Entre la manne de la nature qu’ils surexploitent et la surexploitation commerciale dont ils font l’objet, les pêcheurs peuvent sembler pris dans un engrenage, comme des joueurs au casino, qui flambent (8) la recette sitôt gagnée et retournent jouer en espérant se refaire. Qu’en est-il, en réalité de la « belle maison » au village d’origine ? Mythe ou réalité ? Nombreux sont ceux qui avouent qu’ « il reste des travaux à faire » dans la maison en question et cet aveu laisse planer un doute.
_______________________________________________________________________________________
1 - L’histoire de l’érosion côtière à Djifere était la raison première de notre présence ici.
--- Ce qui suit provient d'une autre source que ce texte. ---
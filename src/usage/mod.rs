//! Usage event publication.
//!
//! Every admitted request produces a [`UsageEvent`]. Events are handed to a
//! bounded queue and delivered to a [`UsageSink`] by a pool of worker tasks,
//! so delivery never sits on the admission path.

mod publisher;
mod sink;

pub use publisher::{PublisherHandle, PublisherStats, UsageEventPublisher};
pub use sink::{LogSink, RedisStreamSink, UsageSink};

use serde::Serialize;
use thiserror::Error;

/// Errors raised while publishing usage events.
///
/// None of these ever reaches a caller of the rate limiter.
#[derive(Debug, Error)]
pub enum PublishError {
    /// The queue was full and the event was dropped
    #[error("usage queue is full")]
    QueueFull,

    /// The workers have shut down
    #[error("usage queue is closed")]
    Closed,

    /// The sink rejected the event
    #[error("sink error: {0}")]
    Sink(String),
}

impl From<redis::RedisError> for PublishError {
    fn from(err: redis::RedisError) -> Self {
        PublishError::Sink(err.to_string())
    }
}

/// A record of one admitted request.
#[derive(Debug, Clone, PartialEq, Eq, Serialize)]
pub struct UsageEvent {
    /// The caller identity
    pub subject: String,
    /// The resource that was called
    pub resource: String,
    /// Admission time in epoch milliseconds
    pub timestamp_ms: i64,
}

impl UsageEvent {
    /// Create a new usage event.
    pub fn new(subject: &str, resource: &str, timestamp_ms: i64) -> Self {
        Self {
            subject: subject.to_string(),
            resource: resource.to_string(),
            timestamp_ms,
        }
    }
}

impl std::fmt::Display for UsageEvent {
    fn fmt(&self, f: &mut std::fmt::Formatter<'_>) -> std::fmt::Result {
        write!(
            f,
            "User:{} API:{} Timestamp:{}",
            self.subject, self.resource, self.timestamp_ms
        )
    }
}

#[cfg(test)]
pub(crate) mod test_support {
    use super::*;
    use async_trait::async_trait;
    use parking_lot::Mutex;

    /// Keeps every event it receives.
    #[derive(Default)]
    pub struct RecordingSink {
        events: Mutex<Vec<UsageEvent>>,
    }

    impl RecordingSink {
        pub fn events(&self) -> Vec<UsageEvent> {
            self.events.lock().clone()
        }
    }

    #[async_trait]
    impl UsageSink for RecordingSink {
        async fn publish(&self, event: &UsageEvent) -> Result<(), PublishError> {
            self.events.lock().push(event.clone());
            Ok(())
        }

        fn name(&self) -> &'static str {
            "recording"
        }
    }

    /// Rejects every event.
    pub struct FailingSink;

    #[async_trait]
    impl UsageSink for FailingSink {
        async fn publish(&self, _event: &UsageEvent) -> Result<(), PublishError> {
            Err(PublishError::Sink("broker unreachable".to_string()))
        }

        fn name(&self) -> &'static str {
            "failing"
        }
    }
}

#[cfg(test)]
mod tests {
    use super::*;

    #[test]
    fn test_event_message_format() {
        let event = UsageEvent::new("alice", "api1", 1_700_000_000_000);
        assert_eq!(event.to_string(), "User:alice API:api1 Timestamp:1700000000000");
    }

    #[test]
    fn test_event_serializes_fields() {
        let event = UsageEvent::new("bob", "api2", 42);
        let json = serde_json::to_value(&event).unwrap();
        assert_eq!(json["subject"], "bob");
        assert_eq!(json["resource"], "api2");
        assert_eq!(json["timestamp_ms"], 42);
    }
}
2 - Jeunes conducteurs de charrettes attelées à un âne. C’est le moyen de transport des charges lourdes le plus usité dans les étroites ruelles de sable de la ville, inaccessibles aux véhicules à moteur. Les charretiers sont organisés en syndicat qui contrôle l’accès à la profession et les tarifs (élevés).
3 - Les prix Dakarois sont pour certains produits proches des prix européens, alors que le revenu par habitant est considérablement inférieur.
4 - L’offre est tellement centrée sur les besoins des familles de pêcheurs que la courgette, qui n’entre pas dans la composition du Ceebu traditionnel, est introuvable à Djifere alors qu’elle se cultive aussi aisément que l’aubergine et qu’on la trouve ailleurs dans les environs.
5 - Café turc, moulu très fin, bouilli longuement et très sucré pour passer l’amertume.
6 - Les heures propices changent selon qu’on est en période de ramadan ou pas.
7 - A paraître : une réflexion sur la place de l’Islam au quotidien dans cette ville.
8 - Un pêcheur me parlant des « frais » qui réduisent le bénéfice d’une journée de pêche a fait une pause à la fin de la liste des postes de dépense et puis a soupiré en ajoutant : « l’argent, on flambe » avec un geste des doigts montrant quelque chose qui s’échappe.